Scan the records for the string "derive"; copy each line where it occurs.

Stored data

************

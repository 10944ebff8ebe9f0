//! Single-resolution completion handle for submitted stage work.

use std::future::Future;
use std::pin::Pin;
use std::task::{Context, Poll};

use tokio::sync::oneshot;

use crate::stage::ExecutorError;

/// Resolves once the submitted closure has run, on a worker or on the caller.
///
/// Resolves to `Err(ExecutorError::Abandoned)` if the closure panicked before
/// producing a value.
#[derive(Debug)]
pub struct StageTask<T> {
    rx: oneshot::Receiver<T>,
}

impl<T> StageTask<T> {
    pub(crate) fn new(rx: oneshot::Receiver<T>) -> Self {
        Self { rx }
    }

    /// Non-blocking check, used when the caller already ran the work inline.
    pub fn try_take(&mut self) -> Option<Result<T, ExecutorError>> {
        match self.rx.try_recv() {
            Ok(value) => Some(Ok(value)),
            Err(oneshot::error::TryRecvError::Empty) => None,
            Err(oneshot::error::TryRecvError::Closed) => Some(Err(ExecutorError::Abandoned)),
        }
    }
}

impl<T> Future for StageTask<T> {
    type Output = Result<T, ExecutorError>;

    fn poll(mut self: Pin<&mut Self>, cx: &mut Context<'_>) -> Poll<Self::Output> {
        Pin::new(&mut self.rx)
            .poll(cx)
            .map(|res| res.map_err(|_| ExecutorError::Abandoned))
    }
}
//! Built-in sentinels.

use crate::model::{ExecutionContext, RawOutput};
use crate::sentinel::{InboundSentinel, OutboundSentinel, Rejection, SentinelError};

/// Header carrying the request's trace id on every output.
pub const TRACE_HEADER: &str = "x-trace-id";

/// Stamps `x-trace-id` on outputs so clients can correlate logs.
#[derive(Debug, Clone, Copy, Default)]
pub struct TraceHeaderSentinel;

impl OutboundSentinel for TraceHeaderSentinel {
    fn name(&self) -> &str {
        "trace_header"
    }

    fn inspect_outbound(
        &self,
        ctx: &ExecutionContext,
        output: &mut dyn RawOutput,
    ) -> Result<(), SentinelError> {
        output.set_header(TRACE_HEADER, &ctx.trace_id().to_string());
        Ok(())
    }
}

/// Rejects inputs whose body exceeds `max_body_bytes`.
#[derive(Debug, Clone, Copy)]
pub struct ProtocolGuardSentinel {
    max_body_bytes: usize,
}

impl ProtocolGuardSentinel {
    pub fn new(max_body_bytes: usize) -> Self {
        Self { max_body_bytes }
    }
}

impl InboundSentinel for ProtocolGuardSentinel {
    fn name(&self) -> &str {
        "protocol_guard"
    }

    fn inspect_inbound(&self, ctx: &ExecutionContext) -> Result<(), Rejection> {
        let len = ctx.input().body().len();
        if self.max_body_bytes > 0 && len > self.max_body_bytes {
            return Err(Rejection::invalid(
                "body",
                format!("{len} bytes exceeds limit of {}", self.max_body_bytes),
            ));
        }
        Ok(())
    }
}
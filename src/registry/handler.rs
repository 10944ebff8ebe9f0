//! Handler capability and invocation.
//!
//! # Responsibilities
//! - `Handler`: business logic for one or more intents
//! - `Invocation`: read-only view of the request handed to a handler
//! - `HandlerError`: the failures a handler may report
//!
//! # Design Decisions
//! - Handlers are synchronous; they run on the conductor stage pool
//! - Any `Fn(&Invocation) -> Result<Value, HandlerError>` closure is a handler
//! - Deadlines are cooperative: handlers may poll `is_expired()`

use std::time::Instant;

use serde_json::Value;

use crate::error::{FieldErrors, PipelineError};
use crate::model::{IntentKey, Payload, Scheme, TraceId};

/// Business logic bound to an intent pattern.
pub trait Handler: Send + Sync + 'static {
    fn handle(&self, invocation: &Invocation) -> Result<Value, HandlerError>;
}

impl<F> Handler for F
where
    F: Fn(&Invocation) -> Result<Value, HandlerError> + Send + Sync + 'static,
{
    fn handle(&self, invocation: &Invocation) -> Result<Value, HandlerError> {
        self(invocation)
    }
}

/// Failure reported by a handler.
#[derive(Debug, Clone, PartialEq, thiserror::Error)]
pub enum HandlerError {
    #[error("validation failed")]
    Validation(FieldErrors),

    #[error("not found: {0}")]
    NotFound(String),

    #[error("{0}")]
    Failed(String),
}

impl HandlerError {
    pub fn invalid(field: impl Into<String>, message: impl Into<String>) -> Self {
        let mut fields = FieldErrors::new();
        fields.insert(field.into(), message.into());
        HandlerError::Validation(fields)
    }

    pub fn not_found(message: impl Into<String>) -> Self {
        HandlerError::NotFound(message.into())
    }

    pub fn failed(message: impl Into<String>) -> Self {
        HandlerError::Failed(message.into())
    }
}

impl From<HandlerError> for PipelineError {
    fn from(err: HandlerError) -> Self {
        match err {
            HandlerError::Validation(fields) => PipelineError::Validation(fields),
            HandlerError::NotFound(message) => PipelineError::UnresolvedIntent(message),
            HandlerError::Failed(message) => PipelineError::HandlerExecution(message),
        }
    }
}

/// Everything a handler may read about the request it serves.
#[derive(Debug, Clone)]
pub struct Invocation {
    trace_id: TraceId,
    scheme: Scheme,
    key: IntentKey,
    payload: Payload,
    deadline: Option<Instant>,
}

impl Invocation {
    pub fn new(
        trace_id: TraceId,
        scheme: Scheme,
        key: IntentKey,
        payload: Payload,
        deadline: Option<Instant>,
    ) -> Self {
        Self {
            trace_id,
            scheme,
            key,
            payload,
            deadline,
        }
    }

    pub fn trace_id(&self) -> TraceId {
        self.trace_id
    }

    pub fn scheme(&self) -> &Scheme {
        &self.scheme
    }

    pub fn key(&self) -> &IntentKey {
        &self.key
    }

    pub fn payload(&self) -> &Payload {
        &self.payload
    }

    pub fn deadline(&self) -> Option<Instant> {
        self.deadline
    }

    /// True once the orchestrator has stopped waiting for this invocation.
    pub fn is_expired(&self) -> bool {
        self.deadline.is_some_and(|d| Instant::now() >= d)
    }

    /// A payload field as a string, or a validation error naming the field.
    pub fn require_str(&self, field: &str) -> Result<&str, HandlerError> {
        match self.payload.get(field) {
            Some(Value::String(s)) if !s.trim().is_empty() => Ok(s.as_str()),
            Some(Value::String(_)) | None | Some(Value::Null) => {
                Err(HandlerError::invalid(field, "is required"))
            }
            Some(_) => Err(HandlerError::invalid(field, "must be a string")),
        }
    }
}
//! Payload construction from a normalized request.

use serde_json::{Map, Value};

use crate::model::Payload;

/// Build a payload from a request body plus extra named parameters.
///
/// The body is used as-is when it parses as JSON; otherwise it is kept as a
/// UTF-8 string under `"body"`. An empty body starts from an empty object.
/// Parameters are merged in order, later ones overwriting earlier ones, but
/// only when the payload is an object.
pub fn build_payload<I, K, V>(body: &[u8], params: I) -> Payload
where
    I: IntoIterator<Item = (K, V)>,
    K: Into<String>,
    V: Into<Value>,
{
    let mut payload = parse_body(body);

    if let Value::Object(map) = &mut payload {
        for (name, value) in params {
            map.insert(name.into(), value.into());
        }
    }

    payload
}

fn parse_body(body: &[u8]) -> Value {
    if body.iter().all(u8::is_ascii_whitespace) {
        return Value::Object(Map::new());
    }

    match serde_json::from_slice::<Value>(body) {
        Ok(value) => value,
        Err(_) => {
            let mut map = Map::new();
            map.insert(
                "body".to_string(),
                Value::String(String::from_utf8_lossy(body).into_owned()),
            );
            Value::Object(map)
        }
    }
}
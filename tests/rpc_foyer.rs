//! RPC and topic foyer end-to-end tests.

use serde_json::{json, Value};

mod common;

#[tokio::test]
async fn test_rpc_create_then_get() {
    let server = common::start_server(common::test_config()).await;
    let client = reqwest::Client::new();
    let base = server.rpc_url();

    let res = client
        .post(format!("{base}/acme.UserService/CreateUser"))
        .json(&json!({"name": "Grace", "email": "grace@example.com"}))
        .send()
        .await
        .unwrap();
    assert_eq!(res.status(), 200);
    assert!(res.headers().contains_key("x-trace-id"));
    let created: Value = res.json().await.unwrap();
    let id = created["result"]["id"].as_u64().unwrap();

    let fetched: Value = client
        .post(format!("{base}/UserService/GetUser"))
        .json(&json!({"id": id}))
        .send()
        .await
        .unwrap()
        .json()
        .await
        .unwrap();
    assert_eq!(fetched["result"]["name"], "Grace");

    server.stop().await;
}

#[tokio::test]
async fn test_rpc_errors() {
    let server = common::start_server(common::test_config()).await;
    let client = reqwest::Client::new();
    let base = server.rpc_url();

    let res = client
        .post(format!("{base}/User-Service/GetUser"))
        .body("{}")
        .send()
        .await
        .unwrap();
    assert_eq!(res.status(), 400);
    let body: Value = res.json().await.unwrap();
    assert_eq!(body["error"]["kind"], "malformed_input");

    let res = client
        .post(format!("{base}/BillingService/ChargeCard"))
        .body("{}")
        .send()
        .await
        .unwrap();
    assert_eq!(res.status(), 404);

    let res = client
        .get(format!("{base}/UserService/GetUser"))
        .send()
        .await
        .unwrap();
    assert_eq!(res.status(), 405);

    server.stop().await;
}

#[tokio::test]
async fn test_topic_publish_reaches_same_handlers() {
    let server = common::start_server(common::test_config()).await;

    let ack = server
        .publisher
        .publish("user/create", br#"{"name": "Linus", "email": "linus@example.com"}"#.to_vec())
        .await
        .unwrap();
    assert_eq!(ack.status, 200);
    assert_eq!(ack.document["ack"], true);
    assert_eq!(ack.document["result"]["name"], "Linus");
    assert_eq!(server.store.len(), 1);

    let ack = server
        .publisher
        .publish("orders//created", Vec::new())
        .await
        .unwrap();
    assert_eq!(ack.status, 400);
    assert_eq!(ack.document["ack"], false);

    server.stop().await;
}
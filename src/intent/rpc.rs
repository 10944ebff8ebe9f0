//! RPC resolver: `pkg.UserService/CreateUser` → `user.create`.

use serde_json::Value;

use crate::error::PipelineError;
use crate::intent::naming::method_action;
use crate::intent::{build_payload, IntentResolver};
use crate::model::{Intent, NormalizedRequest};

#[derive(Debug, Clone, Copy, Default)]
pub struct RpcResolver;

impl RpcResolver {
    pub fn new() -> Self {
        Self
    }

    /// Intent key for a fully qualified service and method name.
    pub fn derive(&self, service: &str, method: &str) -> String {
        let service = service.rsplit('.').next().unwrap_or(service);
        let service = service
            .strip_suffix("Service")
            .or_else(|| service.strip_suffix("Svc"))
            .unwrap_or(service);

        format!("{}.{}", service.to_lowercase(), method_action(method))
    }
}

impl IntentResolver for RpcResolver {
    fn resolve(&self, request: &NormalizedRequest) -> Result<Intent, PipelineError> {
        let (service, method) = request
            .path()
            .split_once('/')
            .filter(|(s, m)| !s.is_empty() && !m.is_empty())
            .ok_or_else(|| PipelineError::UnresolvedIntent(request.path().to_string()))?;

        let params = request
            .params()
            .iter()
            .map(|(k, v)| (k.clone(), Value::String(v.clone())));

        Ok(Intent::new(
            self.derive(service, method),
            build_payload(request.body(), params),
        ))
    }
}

************

▶ **Completed exercise**:
#[derive(Debug)]
#[derive(Debug, Clone, Copy, Default)]
#[derive(Debug, Clone, Copy)]
#[derive(Debug, Clone, PartialEq, thiserror::Error)]
#[derive(Debug, Clone)]
#[derive(Debug, Clone, Copy, Default)]
    pub fn derive(&self, service: &str, method: &str) -> String {
            self.derive(service, method),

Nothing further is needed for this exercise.